Abstract
Exchanging hydrophobic alkyl‐based side chains to hydrophilic glycol‐based side chains is a widely adopted method for improving mixed‐transport device performance, despite the impact on solid‐state packing and polymer‐electrolyte interactions being poorly understood. Presented here is a molecular dynamics (MD) force field for modeling alkoxylated and glycolated polythiophenes. The force field is validated against known packing motifs for their monomer crystals. MD simulations, coupled with X‐ray diffraction (XRD), show that alkoxylated polythiophenes will pack with a “tilted stack” and straight interdigitating side chains, whilst their glycolated counterpart will pack with a “deflected stack” and an s‐bend side‐chain configuration.
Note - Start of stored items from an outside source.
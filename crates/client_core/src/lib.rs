//! Client side of the profile browser: the state machine, the view-model it
//! renders to, the profile API client and the async driver tying them together.

pub mod animation;
pub mod browser;
pub mod config;
pub mod session;
pub mod source;
pub mod view;

pub use animation::{await_exit, exit_signal, ExitMotion, ExitOutcome, ExitSignal, ExitWaiter};
pub use browser::{BrowserState, ExitTicket, FetchTicket, ProfileBrowser};
pub use config::{load_settings, Settings, SettingsError};
pub use session::BrowserSession;
pub use source::{ProfileSource, RandomUserClient};
pub use view::{CardView, ErrorView, Screen, TerminalView, View, ViewAction};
MD simulations reveal water penetration pathways into the alkoxylated and glycolated crystals—through the π‐stack and through the lamellar stack respectively. Finally, the two distinct ways triethylene glycol polymers can bind to cations are revealed, showing the formation of a metastable single bound state, or an energetically deep double bound state, both with a strong side‐chain length dependence. The minimum energy pathways for the formation of the chelates are identified, showing the physical process through which cations can bind to one or two side chains of a glycolated polythiophene, with consequences for ion transport in bithiophene semiconductors.
Molecular dynamics and X‐ray diffraction is used to characterize mixed‐transport conjugated polymers packing, ability to swell, and chelate with ions. It is shown that glycol side chains can induce tilted π‐stacks, allow water flow into the lamellar stack, and form single and double bound chelates.